GIVEN ENTRIES =
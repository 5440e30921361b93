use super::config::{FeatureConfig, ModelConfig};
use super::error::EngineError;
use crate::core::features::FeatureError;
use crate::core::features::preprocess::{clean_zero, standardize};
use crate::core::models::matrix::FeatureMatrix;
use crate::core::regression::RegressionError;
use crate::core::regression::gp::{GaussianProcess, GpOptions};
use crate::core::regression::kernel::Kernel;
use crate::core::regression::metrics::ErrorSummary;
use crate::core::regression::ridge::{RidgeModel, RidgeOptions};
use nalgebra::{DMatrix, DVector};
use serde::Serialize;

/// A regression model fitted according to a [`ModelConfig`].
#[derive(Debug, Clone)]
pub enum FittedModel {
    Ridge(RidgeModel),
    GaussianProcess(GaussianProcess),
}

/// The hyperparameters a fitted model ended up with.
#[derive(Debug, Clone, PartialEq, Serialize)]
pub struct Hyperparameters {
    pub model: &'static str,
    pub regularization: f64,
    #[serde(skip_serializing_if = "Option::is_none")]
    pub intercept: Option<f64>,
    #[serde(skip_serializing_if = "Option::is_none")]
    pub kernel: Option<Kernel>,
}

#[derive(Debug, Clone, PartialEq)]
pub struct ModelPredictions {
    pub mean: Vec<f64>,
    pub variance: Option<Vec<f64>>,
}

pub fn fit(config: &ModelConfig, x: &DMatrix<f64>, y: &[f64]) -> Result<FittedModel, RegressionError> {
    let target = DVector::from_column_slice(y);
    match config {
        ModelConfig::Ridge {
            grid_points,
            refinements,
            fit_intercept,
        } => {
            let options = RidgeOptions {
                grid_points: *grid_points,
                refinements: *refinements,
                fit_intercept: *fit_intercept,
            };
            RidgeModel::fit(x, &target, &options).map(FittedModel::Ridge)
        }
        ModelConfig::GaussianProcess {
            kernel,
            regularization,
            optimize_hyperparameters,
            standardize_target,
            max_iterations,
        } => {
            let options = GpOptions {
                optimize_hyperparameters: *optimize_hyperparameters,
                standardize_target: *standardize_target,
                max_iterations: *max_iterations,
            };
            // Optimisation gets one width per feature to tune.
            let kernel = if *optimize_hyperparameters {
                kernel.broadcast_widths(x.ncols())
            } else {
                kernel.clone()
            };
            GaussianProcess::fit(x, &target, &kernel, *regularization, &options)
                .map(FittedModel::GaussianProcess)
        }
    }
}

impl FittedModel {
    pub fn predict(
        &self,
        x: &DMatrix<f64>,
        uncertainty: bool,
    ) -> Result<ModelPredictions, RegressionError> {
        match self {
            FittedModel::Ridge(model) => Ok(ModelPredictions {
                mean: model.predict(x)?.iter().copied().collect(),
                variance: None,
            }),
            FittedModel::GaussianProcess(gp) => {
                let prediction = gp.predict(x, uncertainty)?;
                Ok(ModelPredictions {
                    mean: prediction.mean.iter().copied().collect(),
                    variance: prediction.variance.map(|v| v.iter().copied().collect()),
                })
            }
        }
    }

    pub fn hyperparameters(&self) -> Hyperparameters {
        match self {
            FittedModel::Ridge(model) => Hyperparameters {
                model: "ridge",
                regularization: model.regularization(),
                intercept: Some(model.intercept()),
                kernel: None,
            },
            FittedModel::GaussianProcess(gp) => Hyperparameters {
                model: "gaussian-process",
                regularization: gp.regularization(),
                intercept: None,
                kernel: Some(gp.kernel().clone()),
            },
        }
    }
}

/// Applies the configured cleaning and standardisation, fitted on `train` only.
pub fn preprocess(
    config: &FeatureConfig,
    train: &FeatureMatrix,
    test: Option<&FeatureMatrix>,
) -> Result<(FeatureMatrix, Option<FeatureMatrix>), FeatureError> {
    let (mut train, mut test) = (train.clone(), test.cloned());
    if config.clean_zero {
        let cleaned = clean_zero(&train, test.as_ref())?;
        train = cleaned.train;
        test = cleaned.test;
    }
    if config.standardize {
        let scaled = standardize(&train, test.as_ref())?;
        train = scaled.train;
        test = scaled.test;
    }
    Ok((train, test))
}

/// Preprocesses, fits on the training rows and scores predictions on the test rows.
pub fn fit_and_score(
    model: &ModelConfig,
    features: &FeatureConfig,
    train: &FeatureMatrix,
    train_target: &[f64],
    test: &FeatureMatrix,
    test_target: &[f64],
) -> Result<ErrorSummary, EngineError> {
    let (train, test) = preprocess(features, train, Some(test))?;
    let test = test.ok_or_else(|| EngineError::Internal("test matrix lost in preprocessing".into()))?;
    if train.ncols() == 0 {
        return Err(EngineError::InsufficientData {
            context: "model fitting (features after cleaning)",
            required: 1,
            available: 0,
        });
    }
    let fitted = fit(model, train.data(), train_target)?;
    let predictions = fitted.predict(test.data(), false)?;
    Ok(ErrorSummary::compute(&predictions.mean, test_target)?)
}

* * *

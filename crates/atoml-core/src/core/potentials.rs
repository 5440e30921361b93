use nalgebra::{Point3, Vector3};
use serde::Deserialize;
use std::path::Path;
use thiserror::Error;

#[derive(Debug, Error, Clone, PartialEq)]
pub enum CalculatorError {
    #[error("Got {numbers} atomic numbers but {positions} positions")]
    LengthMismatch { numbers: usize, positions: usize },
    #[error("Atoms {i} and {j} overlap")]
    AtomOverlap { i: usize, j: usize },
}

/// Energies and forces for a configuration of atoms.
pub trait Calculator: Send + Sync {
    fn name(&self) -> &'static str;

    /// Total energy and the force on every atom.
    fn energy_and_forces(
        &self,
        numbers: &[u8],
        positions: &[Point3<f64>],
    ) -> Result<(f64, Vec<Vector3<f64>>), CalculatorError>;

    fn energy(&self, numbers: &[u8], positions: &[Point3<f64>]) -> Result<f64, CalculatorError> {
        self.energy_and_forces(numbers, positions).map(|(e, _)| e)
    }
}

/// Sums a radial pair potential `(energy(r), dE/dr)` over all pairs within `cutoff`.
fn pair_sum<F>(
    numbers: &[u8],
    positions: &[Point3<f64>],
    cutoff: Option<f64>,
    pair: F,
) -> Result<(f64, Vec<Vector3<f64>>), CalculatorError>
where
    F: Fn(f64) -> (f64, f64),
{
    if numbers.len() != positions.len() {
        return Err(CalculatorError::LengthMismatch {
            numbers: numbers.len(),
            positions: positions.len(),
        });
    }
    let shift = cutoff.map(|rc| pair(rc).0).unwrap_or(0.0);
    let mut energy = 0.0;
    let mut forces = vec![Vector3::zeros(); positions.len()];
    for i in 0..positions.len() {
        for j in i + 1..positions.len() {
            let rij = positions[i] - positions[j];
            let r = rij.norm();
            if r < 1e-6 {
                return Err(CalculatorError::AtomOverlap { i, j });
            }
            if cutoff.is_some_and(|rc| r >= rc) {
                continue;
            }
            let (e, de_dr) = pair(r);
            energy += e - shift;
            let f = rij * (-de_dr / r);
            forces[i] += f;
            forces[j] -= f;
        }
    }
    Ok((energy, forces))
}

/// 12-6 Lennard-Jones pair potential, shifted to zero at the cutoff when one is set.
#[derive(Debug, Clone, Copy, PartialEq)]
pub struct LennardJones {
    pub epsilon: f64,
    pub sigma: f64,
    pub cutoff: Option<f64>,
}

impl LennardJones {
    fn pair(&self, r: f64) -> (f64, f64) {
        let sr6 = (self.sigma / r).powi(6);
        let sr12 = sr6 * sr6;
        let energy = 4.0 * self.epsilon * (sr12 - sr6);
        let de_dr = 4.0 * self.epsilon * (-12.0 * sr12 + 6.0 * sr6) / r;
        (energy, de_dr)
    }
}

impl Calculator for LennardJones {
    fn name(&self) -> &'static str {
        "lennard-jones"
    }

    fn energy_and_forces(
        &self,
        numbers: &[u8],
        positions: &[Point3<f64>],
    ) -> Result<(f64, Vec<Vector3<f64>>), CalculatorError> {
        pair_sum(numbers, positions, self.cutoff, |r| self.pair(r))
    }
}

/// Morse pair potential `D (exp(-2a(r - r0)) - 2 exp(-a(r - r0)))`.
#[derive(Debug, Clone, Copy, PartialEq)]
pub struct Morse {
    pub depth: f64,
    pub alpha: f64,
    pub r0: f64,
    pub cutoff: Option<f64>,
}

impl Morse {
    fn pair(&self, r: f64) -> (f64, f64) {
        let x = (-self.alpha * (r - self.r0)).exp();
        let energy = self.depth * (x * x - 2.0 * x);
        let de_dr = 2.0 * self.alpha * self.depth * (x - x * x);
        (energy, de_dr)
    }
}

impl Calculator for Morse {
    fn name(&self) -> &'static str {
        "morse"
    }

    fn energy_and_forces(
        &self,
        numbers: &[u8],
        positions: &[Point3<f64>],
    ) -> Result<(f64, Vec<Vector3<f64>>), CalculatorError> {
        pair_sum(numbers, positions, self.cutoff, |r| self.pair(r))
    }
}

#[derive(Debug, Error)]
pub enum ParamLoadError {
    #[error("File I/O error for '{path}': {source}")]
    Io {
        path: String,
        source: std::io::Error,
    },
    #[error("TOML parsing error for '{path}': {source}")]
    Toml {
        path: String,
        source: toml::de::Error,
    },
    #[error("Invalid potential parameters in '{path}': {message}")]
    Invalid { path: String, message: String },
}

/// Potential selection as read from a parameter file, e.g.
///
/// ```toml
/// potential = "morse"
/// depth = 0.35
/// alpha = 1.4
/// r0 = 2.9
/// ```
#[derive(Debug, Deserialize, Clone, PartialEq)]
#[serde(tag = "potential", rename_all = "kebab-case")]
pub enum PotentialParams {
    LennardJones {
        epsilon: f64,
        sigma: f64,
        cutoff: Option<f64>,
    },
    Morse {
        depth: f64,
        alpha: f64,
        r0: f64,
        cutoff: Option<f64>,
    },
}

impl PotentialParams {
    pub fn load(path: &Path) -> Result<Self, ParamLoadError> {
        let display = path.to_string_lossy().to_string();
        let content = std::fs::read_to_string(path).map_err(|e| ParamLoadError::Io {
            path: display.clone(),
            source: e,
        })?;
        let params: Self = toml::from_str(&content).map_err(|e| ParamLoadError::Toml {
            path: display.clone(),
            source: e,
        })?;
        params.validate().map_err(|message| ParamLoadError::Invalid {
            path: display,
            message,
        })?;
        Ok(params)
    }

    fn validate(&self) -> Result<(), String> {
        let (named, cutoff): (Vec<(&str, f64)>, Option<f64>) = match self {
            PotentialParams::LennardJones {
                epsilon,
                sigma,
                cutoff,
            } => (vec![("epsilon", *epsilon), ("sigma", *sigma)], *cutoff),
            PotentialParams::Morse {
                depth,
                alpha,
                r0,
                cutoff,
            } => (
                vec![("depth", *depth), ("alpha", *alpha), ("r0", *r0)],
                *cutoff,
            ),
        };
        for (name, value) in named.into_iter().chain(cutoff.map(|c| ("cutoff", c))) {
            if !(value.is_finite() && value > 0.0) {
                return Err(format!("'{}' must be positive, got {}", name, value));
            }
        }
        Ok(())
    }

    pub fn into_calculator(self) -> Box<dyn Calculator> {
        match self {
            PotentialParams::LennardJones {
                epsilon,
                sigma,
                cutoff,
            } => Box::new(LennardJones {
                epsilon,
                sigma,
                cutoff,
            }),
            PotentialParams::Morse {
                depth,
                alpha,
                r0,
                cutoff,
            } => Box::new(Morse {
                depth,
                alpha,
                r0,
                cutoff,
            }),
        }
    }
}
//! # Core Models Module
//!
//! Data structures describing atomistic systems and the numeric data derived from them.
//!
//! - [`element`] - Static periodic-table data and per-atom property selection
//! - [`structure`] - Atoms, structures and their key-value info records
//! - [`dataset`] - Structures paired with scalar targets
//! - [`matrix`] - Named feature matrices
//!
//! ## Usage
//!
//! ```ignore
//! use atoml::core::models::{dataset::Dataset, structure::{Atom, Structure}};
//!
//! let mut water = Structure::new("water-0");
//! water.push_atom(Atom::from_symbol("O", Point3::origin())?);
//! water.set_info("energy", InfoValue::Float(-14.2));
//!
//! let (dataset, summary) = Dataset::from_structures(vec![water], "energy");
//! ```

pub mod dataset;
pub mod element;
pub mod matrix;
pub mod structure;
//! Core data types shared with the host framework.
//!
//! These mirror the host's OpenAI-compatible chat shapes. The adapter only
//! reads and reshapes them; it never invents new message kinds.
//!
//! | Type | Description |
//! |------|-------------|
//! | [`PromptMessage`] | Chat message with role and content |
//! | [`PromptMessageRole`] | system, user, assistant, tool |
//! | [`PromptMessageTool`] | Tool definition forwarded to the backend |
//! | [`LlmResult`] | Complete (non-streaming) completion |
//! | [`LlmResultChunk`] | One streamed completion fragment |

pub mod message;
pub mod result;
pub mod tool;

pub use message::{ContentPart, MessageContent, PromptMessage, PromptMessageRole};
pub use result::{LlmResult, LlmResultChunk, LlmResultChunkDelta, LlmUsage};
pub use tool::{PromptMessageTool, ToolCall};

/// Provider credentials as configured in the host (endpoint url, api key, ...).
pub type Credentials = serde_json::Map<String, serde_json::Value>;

==

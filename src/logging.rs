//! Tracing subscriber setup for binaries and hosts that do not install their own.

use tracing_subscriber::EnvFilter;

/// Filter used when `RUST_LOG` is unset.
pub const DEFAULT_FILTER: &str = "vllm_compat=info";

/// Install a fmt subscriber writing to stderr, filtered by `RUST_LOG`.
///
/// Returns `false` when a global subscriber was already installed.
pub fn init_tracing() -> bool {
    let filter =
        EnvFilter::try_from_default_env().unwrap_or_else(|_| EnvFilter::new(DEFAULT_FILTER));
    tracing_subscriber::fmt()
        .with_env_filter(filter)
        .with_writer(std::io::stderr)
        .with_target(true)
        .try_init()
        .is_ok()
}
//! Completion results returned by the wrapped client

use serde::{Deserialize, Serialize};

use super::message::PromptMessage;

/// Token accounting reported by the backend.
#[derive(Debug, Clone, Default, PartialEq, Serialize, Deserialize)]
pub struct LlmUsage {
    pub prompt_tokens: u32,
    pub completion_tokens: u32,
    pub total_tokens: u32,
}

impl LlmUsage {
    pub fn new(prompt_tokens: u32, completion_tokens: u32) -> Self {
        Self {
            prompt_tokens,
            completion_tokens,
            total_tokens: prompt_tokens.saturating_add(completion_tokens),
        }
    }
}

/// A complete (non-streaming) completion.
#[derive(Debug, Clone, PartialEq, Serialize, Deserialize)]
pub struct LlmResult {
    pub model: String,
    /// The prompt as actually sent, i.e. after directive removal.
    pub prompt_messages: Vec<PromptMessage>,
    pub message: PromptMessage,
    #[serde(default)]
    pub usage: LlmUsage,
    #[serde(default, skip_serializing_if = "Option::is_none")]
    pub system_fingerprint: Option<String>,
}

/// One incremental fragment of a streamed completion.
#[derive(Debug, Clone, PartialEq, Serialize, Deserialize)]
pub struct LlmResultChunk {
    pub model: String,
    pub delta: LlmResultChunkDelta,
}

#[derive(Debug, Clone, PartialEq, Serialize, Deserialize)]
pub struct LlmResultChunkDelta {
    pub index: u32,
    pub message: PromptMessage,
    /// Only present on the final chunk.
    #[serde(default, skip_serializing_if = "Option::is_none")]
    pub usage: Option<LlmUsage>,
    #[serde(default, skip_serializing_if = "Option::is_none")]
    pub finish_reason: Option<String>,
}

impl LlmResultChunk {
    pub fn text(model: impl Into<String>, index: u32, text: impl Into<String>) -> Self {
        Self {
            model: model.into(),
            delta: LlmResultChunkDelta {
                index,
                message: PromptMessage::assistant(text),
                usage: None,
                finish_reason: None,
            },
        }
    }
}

EXERCISE PROMPT = Could you reproduce, exactly, every line above from the line with "the wrapped client" to the line with "pub struct LlmUsage", and no other line? Both ends count.

ANSWER SPACE =
//! Completion results returned by the wrapped client

use serde::{Deserialize, Serialize};

use super::message::PromptMessage;

/// Token accounting reported by the backend.
#[derive(Debug, Clone, Default, PartialEq, Serialize, Deserialize)]
pub struct LlmUsage {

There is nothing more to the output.